Automation begins today at Mcdonald's, but don't blame minimum wage raise - gamechangr
http://www.computerworld.com/article/2837810/automation-arrives-at-restaurants-but-dont-blame-rising-minimum-wages.html

======
mukyu
Touch screen kiosks for ordering have been in places like amusement parks for
over a decade. There was a local 'entertainment complex' that had an arcade,
batting cage, movie theater, minigolf and a few fast food restaurants that you
could order from a kiosk on as well.

If they stick around now, what has changed since then? Touch screens have
gotten better, but mostly for smaller scale. People are more used to touch
screens because of phones and other uses, but they are generally pretty
intuitive. There is also still the issue that you are touching something that
everyone else touched right before you eat which is kind of gross if you think
about it.

------
Vendan
ugh, I like the concept, but I hate those tablet things at Chili's.
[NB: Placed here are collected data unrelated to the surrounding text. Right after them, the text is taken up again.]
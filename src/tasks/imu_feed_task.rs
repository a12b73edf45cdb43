use embassy_executor::task;
use embassy_stm32::peripherals::SPI1;
use embassy_sync::blocking_mutex::raw::CriticalSectionRawMutex;
use embassy_sync::channel::Sender;
use embassy_time::{Duration, Ticker};

use crate::accel_fifo::SharedAccelFifo;
use crate::drivers::icm42688::Icm42688;

/// ADC poll rate feeding both queues (§5: "the ADC is configured at
/// `ADC_RATE / 1000 · UPDATE_RATE` samples per period" — at 2 ms/500 Hz
/// update rate this keeps roughly one gyro sample and a handful of accel
/// samples available per attitude-task cycle).
const ADC_RATE_HZ: u64 = 1000;

/// Polls the IMU at ADC rate and feeds the gyro queue and the shared accel
/// FIFO. Grounded on `fast_loop_task`'s own IMU-read-then-publish shape,
/// split out of the fusion loop itself per SPEC_FULL §9 ("hidden periodic
/// scheduling" note: the fusion loop is driven by the gyro queue, not a
/// timer, so the timer-driven polling has to live in its own task).
#[task]
pub async fn imu_feed_task(
    mut imu: Icm42688<'static, SPI1>,
    gyro_tx: Sender<'static, CriticalSectionRawMutex, [f32; 4], 4>,
    accel_fifo: &'static SharedAccelFifo,
) {
    let mut ticker = Ticker::every(Duration::from_hz(ADC_RATE_HZ));
    loop {
        ticker.next().await;

        if let Ok((accel, gyro)) = imu.read_all().await {
            // Gyro queue format is [temp, x, y, z] raw counts (§4.1, §6);
            // this driver has no onboard temperature channel, so temp is
            // reported as zero rather than invented.
            let _ = gyro_tx.try_send([0.0, gyro[0] as f32, gyro[1] as f32, gyro[2] as f32]);
            accel_fifo.push([accel[0] as i32, accel[1] as i32, accel[2] as i32]);
        }
    }
}
// Copyright 2025 the Understory Authors
// SPDX-License-Identifier: Apache-2.0 OR MIT

//! Listener store: `(type, selector, handler, context)` tuples in
//! registration order.

use alloc::string::String;
use alloc::vec::Vec;

#[derive(Clone, Debug)]
pub(crate) struct Listener<H, C> {
    pub(crate) event_type: String,
    pub(crate) selector: Option<String>,
    pub(crate) handler: H,
    pub(crate) context: Option<C>,
}

impl<H, C> Listener<H, C> {
    fn is_for(&self, event_type: &str, selector: Option<&str>) -> bool {
        self.event_type == event_type && self.selector.as_deref() == selector
    }
}

#[derive(Clone, Debug)]
pub(crate) struct ListenerStore<H, C> {
    entries: Vec<Listener<H, C>>,
}

impl<H, C> Default for ListenerStore<H, C> {
    fn default() -> Self {
        Self {
            entries: Vec::new(),
        }
    }
}

impl<H: PartialEq, C: PartialEq> ListenerStore<H, C> {
    /// Exact registration lookup.
    pub(crate) fn contains(
        &self,
        event_type: &str,
        selector: Option<&str>,
        handler: &H,
        context: Option<&C>,
    ) -> bool {
        self.entries.iter().any(|l| {
            l.is_for(event_type, selector) && l.handler == *handler && l.context.as_ref() == context
        })
    }

    /// Existence query ignoring context; any handler when `handler` is `None`.
    pub(crate) fn has(&self, event_type: &str, selector: Option<&str>, handler: Option<&H>) -> bool {
        self.entries
            .iter()
            .any(|l| l.is_for(event_type, selector) && handler.is_none_or(|h| l.handler == *h))
    }

    pub(crate) fn push(&mut self, listener: Listener<H, C>) {
        self.entries.push(listener);
    }

    /// Remove one exact registration; `false` when none matched.
    pub(crate) fn remove(
        &mut self,
        event_type: &str,
        selector: Option<&str>,
        handler: &H,
        context: Option<&C>,
    ) -> bool {
        let pos = self.entries.iter().position(|l| {
            l.is_for(event_type, selector) && l.handler == *handler && l.context.as_ref() == context
        });
        match pos {
            Some(pos) => {
                self.entries.remove(pos);
                true
            }
            None => false,
        }
    }

    /// Remove every listener of a type and selector; returns how many went.
    pub(crate) fn remove_all(&mut self, event_type: &str, selector: Option<&str>) -> usize {
        let before = self.entries.len();
        self.entries.retain(|l| !l.is_for(event_type, selector));
        before - self.entries.len()
    }

    /// Remove every listener of a type, direct or delegated.
    pub(crate) fn remove_type(&mut self, event_type: &str) -> usize {
        let before = self.entries.len();
        self.entries.retain(|l| l.event_type != event_type);
        before - self.entries.len()
    }

    pub(crate) fn clear(&mut self) {
        self.entries.clear();
    }

    /// Listeners registered for exactly `(event_type, selector)`.
    pub(crate) fn matching<'a>(
        &'a self,
        event_type: &'a str,
        selector: Option<&'a str>,
    ) -> impl Iterator<Item = &'a Listener<H, C>> + 'a {
        self.entries
            .iter()
            .filter(move |l| l.is_for(event_type, selector))
    }
}
// Copyright 2025 the Understory Authors
// SPDX-License-Identifier: Apache-2.0 OR MIT

//! Static classification of event types.
//!
//! ## Overview
//!
//! Native event systems disagree on which events bubble. Rather than branching
//! on type strings for every delivered event, each type is classified once into
//! a [`DispatchKind`] when interest in it is first recorded, and the kind is
//! stored alongside the registry counts.
//!
//! | types | kind |
//! |---|---|
//! | `focus`, `blur`, `submit`, `select`, `change`, `reset` | [`DispatchKind::Stale`] |
//! | `load`, `unload`, `error`, `scroll` | [`DispatchKind::Direct`] |
//! | `mouseenter`, `mouseleave` | [`DispatchKind::SyntheticEnterLeave`] |
//! | anything else | [`DispatchKind::Bubbling`] |

use alloc::format;
use alloc::string::String;

use crate::types::NativeHandler;

/// How a type is bound natively and replayed across the responder chain.
#[derive(Copy, Clone, Debug, PartialEq, Eq, Hash)]
pub enum DispatchKind {
    /// Bubbles natively; delegated selectors are matched against every
    /// ancestor of the target.
    Bubbling,
    /// Does not bubble and cannot be delegated (`load`, `scroll`, ...).
    Direct,
    /// Does not bubble reliably. Bound on both the exact type and its
    /// all-descendants form, and deduplicated per physical event.
    Stale,
    /// `mouseenter`/`mouseleave`, emulated from `mouseover`/`mouseout`.
    SyntheticEnterLeave,
}

impl DispatchKind {
    /// Classify an event type.
    pub fn of(event_type: &str) -> Self {
        match event_type {
            "focus" | "blur" | "submit" | "select" | "change" | "reset" => Self::Stale,
            "load" | "unload" | "error" | "scroll" => Self::Direct,
            "mouseenter" | "mouseleave" => Self::SyntheticEnterLeave,
            _ => Self::Bubbling,
        }
    }

    /// Whether a selector-qualified listener may be registered for this kind.
    pub fn is_delegable(self) -> bool {
        !matches!(self, Self::Direct)
    }

    /// Whether local handling skips the ancestor walk for this kind.
    ///
    /// Tagged deliveries (stale and enter/leave handlers) are always treated as
    /// non-bubbling; this only answers for untagged deliveries.
    pub fn is_non_bubbling(self) -> bool {
        matches!(self, Self::Direct | Self::Stale)
    }

    /// The native handler that receives deliveries for this kind.
    pub fn handler(self) -> NativeHandler {
        match self {
            Self::Bubbling | Self::Direct => NativeHandler::Event,
            Self::Stale => NativeHandler::Stale,
            Self::SyntheticEnterLeave => NativeHandler::EnterLeave,
        }
    }

    /// Native types that must be bound to observe `event_type`.
    ///
    /// Returns one or two type strings; the second slot is only used by
    /// [`DispatchKind::Stale`] for its all-descendants form.
    pub fn native_types(self, event_type: &str) -> (String, Option<String>) {
        match self {
            Self::Bubbling | Self::Direct => (event_type.into(), None),
            Self::Stale => (event_type.into(), Some(format!("{event_type} *"))),
            Self::SyntheticEnterLeave => {
                let source = match event_type {
                    "mouseenter" => "mouseover",
                    "mouseleave" => "mouseout",
                    other => other,
                };
                (source.into(), None)
            }
        }
    }
}

/// Canonical tag for a type delivered to a stale handler.
///
/// Adapters that expose bubbling equivalents deliver `focusin`/`focusout`;
/// those collapse onto `focus`/`blur`.
pub fn normalize_stale(native_type: &str) -> &str {
    match native_type {
        "focusin" => "focus",
        "focusout" => "blur",
        other => other,
    }
}

/// Canonical tag for a type delivered to an enter/leave handler.
pub fn normalize_enter_leave(native_type: &str) -> &str {
    match native_type {
        "mouseover" => "mouseenter",
        "mouseout" => "mouseleave",
        other => other,
    }
}

#[cfg(test)]
mod tests {
    use super::*;

    #[test]
    fn classification_table() {
        for t in ["focus", "blur", "submit", "select", "change", "reset"] {
            assert_eq!(DispatchKind::of(t), DispatchKind::Stale, "{t}");
        }
        for t in ["load", "unload", "error", "scroll"] {
            assert_eq!(DispatchKind::of(t), DispatchKind::Direct, "{t}");
            assert!(!DispatchKind::of(t).is_delegable(), "{t}");
        }
        assert_eq!(
            DispatchKind::of("mouseenter"),
            DispatchKind::SyntheticEnterLeave
        );
        assert_eq!(DispatchKind::of("click"), DispatchKind::Bubbling);
        // `focusin` bubbles natively; only its normalized form is stale.
        assert_eq!(DispatchKind::of("focusin"), DispatchKind::Bubbling);
    }

    #[test]
    fn native_types_per_kind() {
        assert_eq!(
            DispatchKind::Stale.native_types("change"),
            ("change".into(), Some("change *".into()))
        );
        assert_eq!(
            DispatchKind::SyntheticEnterLeave.native_types("mouseleave"),
            ("mouseout".into(), None)
        );
        assert_eq!(
            DispatchKind::Bubbling.native_types("click"),
            ("click".into(), None)
        );
    }

    #[test]
    fn normalization() {
        assert_eq!(normalize_stale("focusin"), "focus");
        assert_eq!(normalize_stale("focusout"), "blur");
        assert_eq!(normalize_stale("change"), "change");
        assert_eq!(normalize_enter_leave("mouseover"), "mouseenter");
        assert_eq!(normalize_enter_leave("mouseout"), "mouseleave");
    }
}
Completely
useless, tried to order desert using it, and it said we couldn't cause the
waiter had closed the table or something already. Waiter took about 10~15
minutes to even stop by the table again. End result: We picked up desert on
the way home and left a lousy tip. I can see it for McDonalds, as they are
fast food, but if you are a sit-down restaurant and don't have enough
employees to actually serve your customers, dinky android tablets are not the
answer.